Record extracts
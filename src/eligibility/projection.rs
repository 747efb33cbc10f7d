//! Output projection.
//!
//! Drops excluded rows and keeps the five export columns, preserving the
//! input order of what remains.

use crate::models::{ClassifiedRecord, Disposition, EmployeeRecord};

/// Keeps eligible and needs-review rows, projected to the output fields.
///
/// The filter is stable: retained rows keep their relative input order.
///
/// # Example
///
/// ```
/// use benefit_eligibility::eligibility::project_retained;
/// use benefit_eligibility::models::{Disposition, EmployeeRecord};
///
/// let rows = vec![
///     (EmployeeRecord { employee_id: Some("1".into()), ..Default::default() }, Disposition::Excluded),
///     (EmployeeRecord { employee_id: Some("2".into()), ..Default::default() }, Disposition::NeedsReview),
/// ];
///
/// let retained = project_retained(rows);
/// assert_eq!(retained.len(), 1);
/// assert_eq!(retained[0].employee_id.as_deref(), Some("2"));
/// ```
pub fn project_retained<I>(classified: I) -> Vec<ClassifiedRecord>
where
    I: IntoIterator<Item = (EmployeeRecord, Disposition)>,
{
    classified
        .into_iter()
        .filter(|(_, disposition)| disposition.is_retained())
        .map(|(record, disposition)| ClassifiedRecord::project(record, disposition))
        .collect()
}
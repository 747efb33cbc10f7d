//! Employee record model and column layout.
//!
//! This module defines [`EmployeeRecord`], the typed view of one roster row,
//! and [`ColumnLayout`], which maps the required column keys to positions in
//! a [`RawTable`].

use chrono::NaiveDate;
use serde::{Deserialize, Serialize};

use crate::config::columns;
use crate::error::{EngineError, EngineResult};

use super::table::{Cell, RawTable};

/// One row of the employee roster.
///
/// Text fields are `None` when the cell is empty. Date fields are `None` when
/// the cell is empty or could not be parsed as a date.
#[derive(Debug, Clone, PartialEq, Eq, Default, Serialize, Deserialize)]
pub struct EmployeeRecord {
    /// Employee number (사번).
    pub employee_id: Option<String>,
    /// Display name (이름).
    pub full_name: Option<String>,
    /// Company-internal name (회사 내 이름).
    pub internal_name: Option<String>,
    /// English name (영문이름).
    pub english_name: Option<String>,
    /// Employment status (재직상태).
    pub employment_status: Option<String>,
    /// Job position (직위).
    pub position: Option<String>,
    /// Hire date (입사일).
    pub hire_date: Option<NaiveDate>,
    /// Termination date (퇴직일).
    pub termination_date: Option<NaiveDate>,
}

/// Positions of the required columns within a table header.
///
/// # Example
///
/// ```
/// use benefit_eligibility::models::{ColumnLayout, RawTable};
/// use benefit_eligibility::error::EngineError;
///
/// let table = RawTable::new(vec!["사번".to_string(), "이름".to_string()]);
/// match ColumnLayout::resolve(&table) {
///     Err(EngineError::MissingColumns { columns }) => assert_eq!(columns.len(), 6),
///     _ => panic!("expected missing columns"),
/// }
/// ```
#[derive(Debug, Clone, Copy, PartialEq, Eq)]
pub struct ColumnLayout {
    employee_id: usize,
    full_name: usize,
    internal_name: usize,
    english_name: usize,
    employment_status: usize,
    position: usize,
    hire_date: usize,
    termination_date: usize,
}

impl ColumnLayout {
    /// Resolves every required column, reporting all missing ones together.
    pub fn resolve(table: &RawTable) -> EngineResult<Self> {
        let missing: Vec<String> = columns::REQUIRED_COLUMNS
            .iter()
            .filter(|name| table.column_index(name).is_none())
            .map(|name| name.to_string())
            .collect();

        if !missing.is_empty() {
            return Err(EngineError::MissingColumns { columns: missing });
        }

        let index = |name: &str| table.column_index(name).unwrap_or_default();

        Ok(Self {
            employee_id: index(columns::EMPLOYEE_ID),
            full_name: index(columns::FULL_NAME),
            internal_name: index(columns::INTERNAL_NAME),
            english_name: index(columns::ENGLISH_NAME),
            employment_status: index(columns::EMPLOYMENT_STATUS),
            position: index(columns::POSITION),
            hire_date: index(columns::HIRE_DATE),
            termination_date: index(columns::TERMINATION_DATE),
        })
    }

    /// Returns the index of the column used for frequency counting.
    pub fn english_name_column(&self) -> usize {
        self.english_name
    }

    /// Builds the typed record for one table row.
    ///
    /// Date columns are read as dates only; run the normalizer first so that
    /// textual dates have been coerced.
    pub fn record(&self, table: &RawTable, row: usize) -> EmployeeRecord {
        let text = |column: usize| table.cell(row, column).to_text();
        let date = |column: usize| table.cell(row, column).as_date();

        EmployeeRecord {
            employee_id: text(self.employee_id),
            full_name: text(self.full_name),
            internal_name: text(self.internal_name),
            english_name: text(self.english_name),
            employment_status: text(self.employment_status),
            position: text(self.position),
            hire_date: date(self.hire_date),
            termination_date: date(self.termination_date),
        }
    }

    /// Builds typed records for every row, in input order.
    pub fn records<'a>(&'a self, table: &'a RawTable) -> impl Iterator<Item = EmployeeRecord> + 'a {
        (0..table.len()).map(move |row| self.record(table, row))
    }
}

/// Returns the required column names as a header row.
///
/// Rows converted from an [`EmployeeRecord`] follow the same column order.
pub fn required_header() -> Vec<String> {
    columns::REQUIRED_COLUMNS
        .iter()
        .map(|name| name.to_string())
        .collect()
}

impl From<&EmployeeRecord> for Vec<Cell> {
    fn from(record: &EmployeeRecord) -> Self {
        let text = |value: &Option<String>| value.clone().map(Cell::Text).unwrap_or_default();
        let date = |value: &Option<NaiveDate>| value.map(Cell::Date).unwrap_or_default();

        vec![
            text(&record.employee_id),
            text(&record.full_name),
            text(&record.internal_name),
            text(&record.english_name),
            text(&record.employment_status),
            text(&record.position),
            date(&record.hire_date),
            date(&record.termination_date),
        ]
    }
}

Task item
Only lines holding the word "impl" are wanted; list them all from the material.

Result
impl ColumnLayout {
    pub fn records<'a>(&'a self, table: &'a RawTable) -> impl Iterator<Item = EmployeeRecord> + 'a {
impl From<&EmployeeRecord> for Vec<Cell> {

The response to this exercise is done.